VIVE LE PROLETARIAT ITALIEN !
VIVENT LES ETATS-UNIS SOCIALISTES D'EUROPE !
VIVE LA QUATRIEME INTERNATIONALE !

 
DE LA REVOLUTION TRAHIE AU FASCISME
    Après la première guerre impérialiste de 14-18, l'Italie était en Europe le pays le plus mûr pour la révolution.
    Absolument déséquilibrée et ruinée par la guerre, la bourgeoisie italienne cherchait en vain à se redresser en exploitant au maximum certaines colonies pauvres en matière premières que l'Angleterre avait bien voulu lui abandonner. Le sol italien ne renferme pas de richesses importantes, ni métaux, ni charbon, ni pétrole. Il n'est pas assez étendu et fertile pour assurer le ravitaillement de la population en céréales et de l'industrie en matières premières nécessaires, comme par exemple le coton. Seule par conséquent la possession et l'exploitation de colonies riches pouvait soulager la crise du capitalisme italien. Mais la bourgeoisie italienne, malgré sa participation à la première guerre impérialiste aux côtés de l'Entente, n'a obtenu qu'une part infime du butin au moment du repartage du monde. D'où l'acuité de la crise qui éclata immédiatement après la guerre en Italie. La bourgeoisie ne pouvait plus imposer sa loi aux masses laborieuses lasses de la guerre, exaspérées par les souffrances et la misère qui l'accompagnent. Dans diverses régions le prolétariat se trouvait déjà en état d'insurrection. Des fractions considérables de la classe paysanne commençaient à se soulever contre les pro-priétaires fonciers et contre l'Etat. Sur le terrain d'une action révolutionnaire commune, pro-létaires, paysans et soldats forgeaient des liens fraternels.

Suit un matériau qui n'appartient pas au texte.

//! Command implementations.

pub mod clusters;
pub mod export;
pub mod links;
pub mod matching;
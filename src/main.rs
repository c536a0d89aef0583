//! entity-linker - fuzzy entity linkage between finance and procurement registries
//!
//! Loads and joins both registries from CSV, then links records by name
//! similarity, optionally within the same country or city, and prints or
//! exports the links.

use std::path::PathBuf;
use std::process::ExitCode;

use clap::{Args, Parser, Subcommand};
use entity_linker::commands;
use entity_linker::config::{self, ColumnMap, IdColumns, LocalityField, Side};
use entity_linker::output::{self, OutputControls};
use entity_linker::{Matcher, Metric, Scorer};

/// Fuzzy entity linkage between finance and procurement registries.
#[derive(Parser, Debug)]
#[command(name = "entity-linker")]
#[command(version, about, long_about = None)]
struct Cli {
    /// Output as JSON
    #[arg(long, global = true)]
    json: bool,

    /// Compact JSON output (no whitespace)
    #[arg(long, global = true)]
    compact: bool,

    /// Comma-separated field allowlist for JSON output
    #[arg(long, global = true)]
    fields: Option<String>,

    /// Directory holding finance/ and procurement/ tables
    /// (default: $ENTITY_LINKER_DATA_DIR or ./data)
    #[arg(long, global = true)]
    data_dir: Option<String>,

    #[command(subcommand)]
    command: Command,
}

/// Locality and column selection.
#[derive(Args, Debug)]
struct LocalityArgs {
    /// Field both records must share before names are compared
    #[arg(long, value_enum, default_value_t = LocalityField::Country)]
    locality: LocalityField,

    /// Compare localities case-insensitively
    #[arg(long)]
    ignore_locality_case: bool,

    /// Finance name column (default: entity_name)
    #[arg(long)]
    finance_name_column: Option<String>,

    /// Finance locality column (default: iso_country_y / location_city)
    #[arg(long)]
    finance_locality_column: Option<String>,

    /// Procurement name column (default: name)
    #[arg(long)]
    procurement_name_column: Option<String>,

    /// Procurement locality column (default: country_iso2 / city)
    #[arg(long)]
    procurement_locality_column: Option<String>,
}

impl LocalityArgs {
    fn columns(&self) -> ColumnMap {
        ColumnMap::for_locality(self.locality).with_overrides(
            self.finance_name_column.clone(),
            self.finance_locality_column.clone(),
            self.procurement_name_column.clone(),
            self.procurement_locality_column.clone(),
        )
    }
}

/// Name scoring options.
#[derive(Args, Debug)]
struct ScoreArgs {
    /// Score (0-100) a match must exceed
    #[arg(long, value_parser = clap::value_parser!(u8).range(0..=100))]
    min_score: Option<u8>,

    /// Similarity metric
    #[arg(long, value_enum, default_value_t = Metric::Ratio)]
    metric: Metric,

    /// Lowercase names before scoring
    #[arg(long)]
    ignore_case: bool,
}

#[derive(Subcommand, Debug)]
enum Command {
    /// Print the best match for every record of one registry
    Match {
        /// Registry supplying the targets
        #[arg(long, value_enum, default_value_t = Side::Finance)]
        primary: Side,

        /// Only match the first N targets
        #[arg(short, long)]
        limit: Option<usize>,

        #[command(flatten)]
        locality: LocalityArgs,

        #[command(flatten)]
        score: ScoreArgs,
    },

    /// Write the procurement table with best finance matches appended
    Export {
        /// Output CSV path
        #[arg(short, long, default_value = "output.csv")]
        output: String,

        #[command(flatten)]
        locality: LocalityArgs,

        #[command(flatten)]
        score: ScoreArgs,
    },

    /// Write finance/procurement id pairs of every linked record
    Links {
        /// Registry supplying the targets
        #[arg(long, value_enum, default_value_t = Side::Finance)]
        primary: Side,

        /// Output CSV path
        #[arg(short, long, default_value = "links.csv")]
        output: String,

        /// Finance id column (default: factset_entity_id)
        #[arg(long)]
        finance_id_column: Option<String>,

        /// Procurement id column (default: vendor_id)
        #[arg(long)]
        procurement_id_column: Option<String>,

        #[command(flatten)]
        locality: LocalityArgs,

        #[command(flatten)]
        score: ScoreArgs,
    },

    /// Count records per locality in both registries
    Clusters {
        #[command(flatten)]
        locality: LocalityArgs,
    },
}

fn matcher(locality: &LocalityArgs, score: &ScoreArgs, default_min: Option<u8>) -> Matcher {
    Matcher::new(
        Scorer::new(score.metric, score.ignore_case),
        locality.locality.gate(locality.ignore_locality_case),
        score.min_score.or(default_min),
    )
}

fn main() -> ExitCode {
    // Logs go to stderr so stdout carries only results
    tracing_subscriber::fmt()
        .with_env_filter(
            tracing_subscriber::EnvFilter::from_default_env()
                .add_directive(tracing::Level::WARN.into()),
        )
        .with_writer(std::io::stderr)
        .init();

    let cli = Cli::parse();

    let output_controls = OutputControls {
        json: cli.json,
        compact: cli.compact,
        fields: cli.fields.clone(),
    };
    let data_dir = config::resolve_data_dir(cli.data_dir.as_deref());
    tracing::debug!("Data directory: {:?}", data_dir);

    let result = match cli.command {
        Command::Match { primary, limit, locality, score } => commands::matching::run(
            &data_dir,
            &locality.columns(),
            &matcher(&locality, &score, None),
            primary,
            limit,
            &output_controls,
        ),
        Command::Export { output, locality, score } => commands::export::run(
            &data_dir,
            &locality.columns(),
            &matcher(&locality, &score, Some(config::EXPORT_MIN_SCORE)),
            &PathBuf::from(shellexpand::tilde(&output).into_owned()),
            &output_controls,
        ),
        Command::Links {
            primary,
            output,
            finance_id_column,
            procurement_id_column,
            locality,
            score,
        } => commands::links::run(
            &data_dir,
            &locality.columns(),
            &IdColumns::default().with_overrides(finance_id_column, procurement_id_column),
            &matcher(&locality, &score, None),
            primary,
            &PathBuf::from(shellexpand::tilde(&output).into_owned()),
            &output_controls,
        ),
        Command::Clusters { locality } => commands::clusters::run(
            &data_dir,
            &locality.columns(),
            locality.locality.gate(locality.ignore_locality_case),
            &output_controls,
        ),
    };

    match result {
        Ok(()) => ExitCode::from(0),
        Err(e) => {
            if cli.json {
                println!("{}", output::format_error(&e));
            } else {
                eprintln!("Error: {:#}", e);
            }
            ExitCode::from(1)
        }
    }
}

    La crise révolutionnaire en Italie atteignit son point culminant en automne 1920, par le déclenchement de la grève générale et l'occupation des usines par les ouvriers. En même temps commençait la lutte physique contre les hordes fascistes organisées par les éléments les plus actifs de la bourgeoisie sous l'impulsion et la direction de Mussolini. Cependant, l'absence d'un parti révolutionnaire décida du sort de la classe ouvrière, consacra sa défaite et prépara le triomphe du fascisme.

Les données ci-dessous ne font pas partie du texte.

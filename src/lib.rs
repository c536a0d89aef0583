//! entity-linker library
//!
//! Joins the finance and procurement registries and links their records by
//! fuzzy name similarity.

pub mod commands;
pub mod config;
pub mod error;
pub mod linker;
pub mod output;
pub mod pipeline;
pub mod table;

pub use error::TableError;
pub use linker::{BestMatch, LocalityGate, Matcher, Metric, Record, Scorer};
pub use table::Table;
//! `clusters` command: record counts per locality on both sides.

use std::path::Path;

use anyhow::Result;
use serde::Serialize;

use crate::config::ColumnMap;
use crate::linker::{coverage, LocalityCoverage, LocalityGate};
use crate::output::OutputControls;
use crate::pipeline;

#[derive(Debug, Serialize)]
struct ClusterReport<'a> {
    localities: &'a [LocalityCoverage],
    finance_only: Vec<&'a str>,
    procurement_only: Vec<&'a str>,
}

/// Group both registries by locality and list one-sided localities.
pub fn run(data_dir: &Path, columns: &ColumnMap, gate: LocalityGate, output: &OutputControls) -> Result<()> {
    let datasets = pipeline::load_datasets(data_dir)?;
    let sets = pipeline::extract_records(&datasets, columns)?;

    // Grouping needs a key even when matching would not gate
    let gate = if gate.is_active() { gate } else { LocalityGate::Exact };
    let report = coverage(&sets.finance, &sets.procurement, gate);

    let finance_only: Vec<&str> = report
        .iter()
        .filter(|c| c.finance_only())
        .map(|c| c.locality.as_str())
        .collect();
    let procurement_only: Vec<&str> = report
        .iter()
        .filter(|c| c.procurement_only())
        .map(|c| c.locality.as_str())
        .collect();

    if output.json {
        output.print(&ClusterReport {
            localities: &report,
            finance_only,
            procurement_only,
        });
        return Ok(());
    }

    println!("{:<20} {:>10} {:>12}", "LOCALITY", "FINANCE", "PROCUREMENT");
    println!("{}", "-".repeat(44));
    for c in &report {
        println!("{:<20} {:>10} {:>12}", display_locality(&c.locality), c.finance, c.procurement);
    }

    for locality in &finance_only {
        println!("{} in finance but not procurement", display_locality(locality));
    }
    for locality in &procurement_only {
        println!("{} in procurement but not finance", display_locality(locality));
    }

    Ok(())
}

fn display_locality(locality: &str) -> &str {
    if locality.is_empty() {
        "(blank)"
    } else {
        locality
    }
}

#[cfg(test)]
mod tests {
    use super::*;

    #[test]
    fn test_blank_locality_is_labelled() {
        assert_eq!(display_locality(""), "(blank)");
        assert_eq!(display_locality("US"), "US");
    }
}
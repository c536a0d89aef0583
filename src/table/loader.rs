//! CSV reading and writing for [`Table`].

use std::fs::File;
use std::io::{Read, Write};
use std::path::Path;

use super::Table;
use crate::error::{Result, TableError};

impl Table {
    /// Load a comma-delimited CSV file with a header row.
    ///
    /// The table is named after the file stem. Quoted fields may contain
    /// commas; rows whose field count differs from the header are rejected.
    pub fn load<P: AsRef<Path>>(path: P) -> Result<Self> {
        let path = path.as_ref();
        let file = File::open(path).map_err(|source| TableError::Io {
            path: path.to_path_buf(),
            source,
        })?;

        let name = path
            .file_stem()
            .map(|s| s.to_string_lossy().into_owned())
            .unwrap_or_else(|| path.display().to_string());

        let table = Self::from_reader(name, file)?;
        tracing::debug!(
            "Loaded {} rows x {} columns from {:?}",
            table.len(),
            table.headers().len(),
            path
        );
        Ok(table)
    }

    /// Parse CSV content from any reader.
    pub fn from_reader<R: Read>(name: impl Into<String>, reader: R) -> Result<Self> {
        let name = name.into();
        let csv_err = |source: csv::Error| TableError::Csv {
            table: name.clone(),
            source,
        };

        let mut reader = csv::ReaderBuilder::new()
            .has_headers(true)
            .from_reader(reader);

        let headers: Vec<String> = reader
            .headers()
            .map_err(csv_err)?
            .iter()
            .map(|h| h.to_string())
            .collect();

        let mut rows = Vec::new();
        for record in reader.records() {
            let record = record.map_err(csv_err)?;
            rows.push(record.iter().map(|v| v.to_string()).collect());
        }

        Ok(Self::new(name, headers, rows))
    }

    /// Write headers and rows as CSV.
    pub fn write_csv<W: Write>(&self, writer: W) -> Result<()> {
        let csv_err = |source: csv::Error| TableError::Csv {
            table: self.name.clone(),
            source,
        };

        let mut writer = csv::Writer::from_writer(writer);
        writer.write_record(&self.headers).map_err(csv_err)?;
        for row in &self.rows {
            writer.write_record(row).map_err(csv_err)?;
        }
        writer.flush().map_err(|e| csv_err(e.into()))?;

        Ok(())
    }

    /// Write the table to a CSV file, replacing any existing file.
    pub fn save<P: AsRef<Path>>(&self, path: P) -> Result<()> {
        let path = path.as_ref();
        let file = File::create(path).map_err(|source| TableError::Io {
            path: path.to_path_buf(),
            source,
        })?;
        self.write_csv(file)
    }
}
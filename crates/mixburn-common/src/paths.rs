//! Path utilities for naming staged output.
//!
//! Every staged track is named `"<artist> - <title> - <track number>.mp3"`.
//! The name is a pure function of the descriptor metadata, so the same track
//! always lands on the same path and distinct tracks in a collection land on
//! distinct paths.

use crate::TrackDescriptor;

/// Extension of every staged file.
pub const OUTPUT_EXTENSION: &str = "mp3";

/// Characters that cannot appear inside a single path component.
const FORBIDDEN: &[char] = &['/', '\\', '\0'];

/// Replace characters that would split a name into several path components.
///
/// # Examples
///
/// ```
/// use mixburn_common::paths::sanitize_component;
///
/// assert_eq!(sanitize_component("AC/DC"), "AC_DC");
/// assert_eq!(sanitize_component("Road Trip"), "Road Trip");
/// ```
pub fn sanitize_component(name: &str) -> String {
    let cleaned: String = name
        .chars()
        .map(|c| if FORBIDDEN.contains(&c) { '_' } else { c })
        .collect();

    // "." and ".." would resolve outside the component
    match cleaned.as_str() {
        "" => "_".to_string(),
        "." | ".." => cleaned.replace('.', "_"),
        _ => cleaned,
    }
}

/// Output file name for a track.
///
/// # Examples
///
/// ```
/// use mixburn_common::TrackDescriptor;
/// use mixburn_common::paths::track_file_name;
///
/// let t = TrackDescriptor::new("Intro", "Band", 1, "/m/intro.m4a", "AAC audio file", 0);
/// assert_eq!(track_file_name(&t), "Band - Intro - 1.mp3");
/// ```
pub fn track_file_name(track: &TrackDescriptor) -> String {
    format!(
        "{} - {} - {}.{}",
        sanitize_component(&track.artist),
        sanitize_component(&track.title),
        track.track_number,
        OUTPUT_EXTENSION
    )
}
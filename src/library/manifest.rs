//! JSON library manifest.
//!
//! ```json
//! {
//!   "playlists": [
//!     {
//!       "name": "Road Trip",
//!       "tracks": [
//!         {
//!           "title": "Song",
//!           "artist": "Band",
//!           "track_number": 1,
//!           "path": "/music/Band/Song.m4a",
//!           "kind": "AAC audio file",
//!           "size": 4200000
//!         }
//!       ]
//!     }
//!   ]
//! }
//! ```
//!
//! `size` may be omitted; it is then read from the file (0 if unreadable).

use mixburn_common::{Collection, Error, Result, TrackDescriptor};
use serde::Deserialize;
use std::path::{Path, PathBuf};

use super::MediaLibrary;

#[derive(Debug, Deserialize)]
struct ManifestFile {
    #[serde(default)]
    playlists: Vec<ManifestPlaylist>,
}

#[derive(Debug, Deserialize)]
struct ManifestPlaylist {
    name: String,
    #[serde(default)]
    tracks: Vec<ManifestTrack>,
}

#[derive(Debug, Deserialize)]
struct ManifestTrack {
    title: String,
    #[serde(default)]
    artist: String,
    track_number: u32,
    path: PathBuf,
    kind: String,
    #[serde(default)]
    size: Option<u64>,
}

/// Library backed by an in-memory list of collections.
#[derive(Debug, Clone, Default)]
pub struct ManifestLibrary {
    collections: Vec<Collection>,
}

impl ManifestLibrary {
    /// Build a library from collections already in memory.
    pub fn from_collections(collections: Vec<Collection>) -> Self {
        Self { collections }
    }

    /// Load a manifest file.
    pub fn load(path: &Path) -> Result<Self> {
        let content = std::fs::read_to_string(path).map_err(|source| Error::LibraryRead {
            path: path.to_path_buf(),
            source,
        })?;
        let library = Self::parse(&content, path)?;

        tracing::info!(
            path = %path.display(),
            playlists = library.collections.len(),
            "Loaded library manifest"
        );
        Ok(library)
    }

    /// Parse manifest JSON. Relative track paths resolve against the
    /// manifest's directory.
    pub fn parse(content: &str, manifest_path: &Path) -> Result<Self> {
        let file: ManifestFile =
            serde_json::from_str(content).map_err(|source| Error::LibraryParse {
                path: manifest_path.to_path_buf(),
                source,
            })?;
        let base = manifest_path.parent().unwrap_or_else(|| Path::new(""));

        let collections = file
            .playlists
            .into_iter()
            .map(|playlist| {
                let tracks = playlist
                    .tracks
                    .into_iter()
                    .map(|t| into_descriptor(t, base))
                    .collect::<Result<Vec<_>>>()?;
                Ok(Collection::new(playlist.name, tracks))
            })
            .collect::<Result<Vec<_>>>()?;

        Ok(Self { collections })
    }
}

fn into_descriptor(track: ManifestTrack, base: &Path) -> Result<TrackDescriptor> {
    if track.track_number == 0 {
        return Err(Error::invalid_track(format!(
            "track number must be at least 1: {}",
            track.path.display()
        )));
    }

    let path = if track.path.is_absolute() {
        track.path
    } else {
        base.join(track.path)
    };

    let size_bytes = match track.size {
        Some(size) => size,
        None => std::fs::metadata(&path).map(|m| m.len()).unwrap_or(0),
    };

    Ok(TrackDescriptor {
        title: track.title,
        artist: track.artist,
        track_number: track.track_number,
        path,
        kind: track.kind,
        size_bytes,
    })
}

impl MediaLibrary for ManifestLibrary {
    fn collection_names(&self) -> Result<Vec<String>> {
        Ok(self.collections.iter().map(|c| c.name.clone()).collect())
    }

    fn tracks(&self, name: &str) -> Result<Option<Vec<TrackDescriptor>>> {
        Ok(self
            .collections
            .iter()
            .find(|c| c.name == name)
            .map(|c| c.tracks.clone()))
    }
}
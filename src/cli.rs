use clap::{Parser, Subcommand, ValueEnum};
use mixburn_common::Quality;
use std::path::PathBuf;

#[derive(Parser)]
#[command(name = "mixburn")]
#[command(author, version, about = "Burn playlists to an MP3 CD, converting AAC tracks on the way")]
pub struct Cli {
    /// Path to config file
    #[arg(short, long, global = true)]
    pub config: Option<PathBuf>,

    /// Enable verbose logging
    #[arg(short, long, global = true)]
    pub verbose: bool,

    #[command(subcommand)]
    pub command: Commands,
}

/// Output quality of converted tracks
#[derive(Clone, Copy, ValueEnum)]
pub enum QualityArg {
    /// 64 kbps
    Low,
    /// 128 kbps
    Med,
    /// 192 kbps
    High,
}

impl From<QualityArg> for Quality {
    fn from(arg: QualityArg) -> Self {
        match arg {
            QualityArg::Low => Quality::Low,
            QualityArg::Med => Quality::Med,
            QualityArg::High => Quality::High,
        }
    }
}

#[derive(Subcommand)]
pub enum Commands {
    /// Stage playlists and build (optionally burn) a disc image
    Burn {
        /// The name(s) of the playlist(s) to burn
        #[arg(required = true)]
        playlists: Vec<String>,

        /// Quality of converted MP3 tracks
        #[arg(long, value_enum)]
        quality: Option<QualityArg>,

        /// Number of tracks processed in parallel
        #[arg(long)]
        processes: Option<usize>,

        /// Path to the AAC decoder executable
        #[arg(long)]
        decoder: Option<String>,

        /// Path to the MP3 encoder executable
        #[arg(long)]
        encoder: Option<String>,

        /// Library manifest to read playlists from
        #[arg(short, long)]
        library: Option<PathBuf>,

        /// Stage into this directory instead of a fresh temp dir
        #[arg(long)]
        staging_dir: Option<PathBuf>,

        /// Stop after staging; do not build an image
        #[arg(long)]
        no_image: bool,

        /// Burn the image once built
        #[arg(long, conflicts_with = "no_image")]
        burn: bool,

        /// Do not ask for confirmation before burning
        #[arg(short, long)]
        yes: bool,
    },

    /// List playlists, or the tracks of one playlist
    List {
        /// Playlist to show tracks for
        playlist: Option<String>,

        /// Library manifest to read playlists from
        #[arg(short, long)]
        library: Option<PathBuf>,
    },

    /// Check that required external tools are available
    CheckTools,

    /// Validate configuration file
    Validate {
        /// Config file to validate (uses default if not specified)
        config: Option<PathBuf>,
    },

    /// Display version information
    Version,
}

    Il y avait cependant en Italie, pendant ces années critiques, un parti ouvrier considérable par le nombre de ses membres et de ses sympathies dans la masse : le parti socialiste. Mais son action fut toujours influencée par la politique traître des éléments réformistes et les hési-tations mortelles des centristes qu'il continuait à abriter dans son sein, malgré les scissions de 1912 et de 1914. Les réformistes opposaient à la lutte de classes la collaboration des classes, à la transformation violente du régime capitaliste par la force armée du prolétariat et de ses alliés, la réforme graduelle du capitalisme.

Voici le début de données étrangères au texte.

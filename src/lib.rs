//! Mixburn - stage playlists onto an MP3 CD
//!
//! This library crate exposes the staging pipeline for integration testing.

pub mod config;
pub mod image;
pub mod library;
pub mod pipeline;
pub mod staging;
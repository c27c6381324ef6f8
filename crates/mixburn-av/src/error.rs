//! Error types for mixburn-av.

use std::path::PathBuf;

/// Result type alias using our Error type.
pub type Result<T> = std::result::Result<T, Error>;

/// Errors that can occur while driving external audio tools.
#[derive(Debug, thiserror::Error)]
pub enum Error {
    /// A required external tool is not available.
    #[error("tool not found: {tool}")]
    ToolNotFound { tool: String },

    /// An external tool could not be started.
    #[error("failed to start {tool}: {source}")]
    Spawn {
        tool: String,
        #[source]
        source: std::io::Error,
    },

    /// An external tool exited unsuccessfully.
    #[error("tool execution failed: {tool}: {message}")]
    ToolFailed { tool: String, message: String },

    /// The decoder was killed writing into a pipe the encoder had closed.
    #[error("broken pipe between {tool} and encoder: {message}")]
    BrokenPipe { tool: String, message: String },

    /// The specified file was not found.
    #[error("file not found: {}", path.display())]
    FileNotFound { path: PathBuf },

    /// An I/O error occurred.
    #[error("I/O error: {0}")]
    Io(#[from] std::io::Error),

    /// Staged output could not be created or committed.
    #[error("workspace error: {0}")]
    Workspace(String),
}

impl Error {
    /// Create a tool not found error.
    pub fn tool_not_found(tool: impl Into<String>) -> Self {
        Self::ToolNotFound { tool: tool.into() }
    }

    /// Create a spawn error.
    pub fn spawn(tool: impl Into<String>, source: std::io::Error) -> Self {
        Self::Spawn {
            tool: tool.into(),
            source,
        }
    }

    /// Create a tool execution failed error.
    pub fn tool_failed(tool: impl Into<String>, message: impl Into<String>) -> Self {
        Self::ToolFailed {
            tool: tool.into(),
            message: message.into(),
        }
    }

    /// Create a broken pipe error.
    pub fn broken_pipe(tool: impl Into<String>, message: impl Into<String>) -> Self {
        Self::BrokenPipe {
            tool: tool.into(),
            message: message.into(),
        }
    }

    /// Create a file not found error.
    pub fn file_not_found(path: impl Into<PathBuf>) -> Self {
        Self::FileNotFound { path: path.into() }
    }
}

    Ils étaient en réalité les agents de la politique bourgeoise dans le mouvement ouvrier, qui en rejetant les méthodes révolutionnaires de lutte et la révolution, se soumettaient servilement à la domination capitaliste. Leur politique, qui était celle de tous les partis socialistes de la IIe Internationale, avait comme base sociale l'aristocratie ouvrière, c'est-à-dire la couche ouvrière qui bénéficie des meilleures conditions de rétribution, et qui est par dessus tout pénétrée d'un esprit de corporatisme étroit, de petite bourgeoisie et de préjugés capitalistes. C'est avec l'aide des réformistes qui ont divisé et affai-bli le parti socialiste et les syndicats ouvriers en Italie, que la bourgeoisie italienne consolida ses positions et passa ensuite à l'offensive, réprimant le mouvement ouvrier et instaurant le régime fasciste, la pire forme de la réaction capitaliste.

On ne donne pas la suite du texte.